The use of the maturity model thereby allows us to optimize the formulation of the security problem, i.e., to determine the level of “sufficient security”, to assess and plan the amount of work that needs to be done to achieve it with the required detail, starting from the level of security domains down to individual practices.
It may seem counterproductive for a company that produces solutions and services to protect against cyberthreats to use the IoT security maturity model for a rational approach to choosing protection measures, or a rational rejection of them. However, that’s not the case. It has been proven that, by measuring the intentions of people, you can influence their actions. If you ask people about their intentions, they are more likely to act in accordance with their answer. The IoT security maturity model as a choice architecture pushes people who make decisions about business development towards using security solutions and paves the way for safer development of the internet of things.

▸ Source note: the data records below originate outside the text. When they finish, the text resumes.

//! Workflow CRUD operations.

use engine::{Trigger, Workflow};
use sqlx::PgPool;

use crate::{models::WorkflowRow, DbError};

fn trigger_path(workflow: &Workflow) -> Option<String> {
    match &workflow.trigger {
        Trigger::Webhook { path } => Some(path.clone()),
        _ => None,
    }
}

/// Serialize a domain `Workflow` into the row shape, denormalizing its
/// webhook trigger path (if any) into its own indexed column.
pub fn to_row(workflow: &Workflow) -> Result<WorkflowRow, DbError> {
    Ok(WorkflowRow {
        id: workflow.id.clone(),
        name: workflow.name.clone(),
        owner_id: workflow.owner_id.clone(),
        trigger_path: trigger_path(workflow),
        definition: serde_json::to_value(workflow)?,
        created_at: workflow.created_at,
    })
}

/// Deserialize a stored row back into the domain `Workflow`.
pub fn from_row(row: &WorkflowRow) -> Result<Workflow, DbError> {
    Ok(serde_json::from_value(row.definition.clone())?)
}

/// Insert a new workflow into the database.
pub async fn create_workflow(pool: &PgPool, workflow: &Workflow) -> Result<WorkflowRow, DbError> {
    let row = to_row(workflow)?;

    let inserted = sqlx::query_as!(
        WorkflowRow,
        r#"
        INSERT INTO workflows (id, name, owner_id, trigger_path, definition, created_at)
        VALUES ($1, $2, $3, $4, $5, $6)
        RETURNING id, name, owner_id, trigger_path, definition, created_at
        "#,
        row.id,
        row.name,
        row.owner_id,
        row.trigger_path,
        row.definition,
        row.created_at,
    )
    .fetch_one(pool)
    .await?;

    Ok(inserted)
}

/// Fetch a single workflow by its primary key.
pub async fn get_workflow(pool: &PgPool, id: &str) -> Result<WorkflowRow, DbError> {
    let row = sqlx::query_as!(
        WorkflowRow,
        r#"SELECT id, name, owner_id, trigger_path, definition, created_at FROM workflows WHERE id = $1"#,
        id,
    )
    .fetch_optional(pool)
    .await?
    .ok_or(DbError::NotFound)?;

    Ok(row)
}

/// Return all workflows ordered by creation time (newest first).
pub async fn list_workflows(pool: &PgPool) -> Result<Vec<WorkflowRow>, DbError> {
    let rows = sqlx::query_as!(
        WorkflowRow,
        r#"SELECT id, name, owner_id, trigger_path, definition, created_at FROM workflows ORDER BY created_at DESC"#,
    )
    .fetch_all(pool)
    .await?;

    Ok(rows)
}

/// Find the workflow registered for a given webhook path — the lookup
/// `POST /webhook/{path}` needs.
pub async fn find_by_trigger_path(pool: &PgPool, path: &str) -> Result<Option<WorkflowRow>, DbError> {
    let row = sqlx::query_as!(
        WorkflowRow,
        r#"SELECT id, name, owner_id, trigger_path, definition, created_at
           FROM workflows WHERE trigger_path = $1"#,
        path,
    )
    .fetch_optional(pool)
    .await?;

    Ok(row)
}

/// Permanently delete a workflow by its primary key.
///
/// Returns `DbError::NotFound` if no row was deleted. Runs referencing the
/// deleted workflow are untouched — they carry their own status/outputs
/// per §3 Ownership and are never cascaded.
pub async fn delete_workflow(pool: &PgPool, id: &str) -> Result<(), DbError> {
    let result = sqlx::query!("DELETE FROM workflows WHERE id = $1", id)
        .execute(pool)
        .await?;

    if result.rows_affected() == 0 {
        return Err(DbError::NotFound);
    }

    Ok(())
}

We started working on the IoT Security Maturity Model (IoT SMM) as part of the Industrial Internet Consortium (IIC) in March 2017. The Security Applicability subgroup, which deals with issues of applying security practices to real-world IoT applications, had already begun looking at the maturity model, though it was namely in the spring of 2017 that the actual approach now described in the documents appeared. About a year later, the basic IoT Security Maturity Model: Description and Intended Use document was released (the current version is available here). In February 2019, a comprehensive user guide was released entitled IoT Security Maturity Model: Practitioner’s Guide (also available for download).
In this Appendix, we provide examples of problem statements for the provision of security for two fictional participants involved in the security process at an imaginary industrial facility – the owner (or operator) of the industrial facility and the manufacturer of software or equipment used at the facility. We want to emphasize that these examples are not universal, although we tried to ensure the hypothetical owner and manufacturer were typical of their category. We hope these detailed examples will help business participants to better understand the arguments for making security decisions for each of them.
- Identify the company’s need to improve the facility’s security
- Define how relevant different types of threats are to the enterprise:
- Is there a threat of a targeted attack by another state’s secret services?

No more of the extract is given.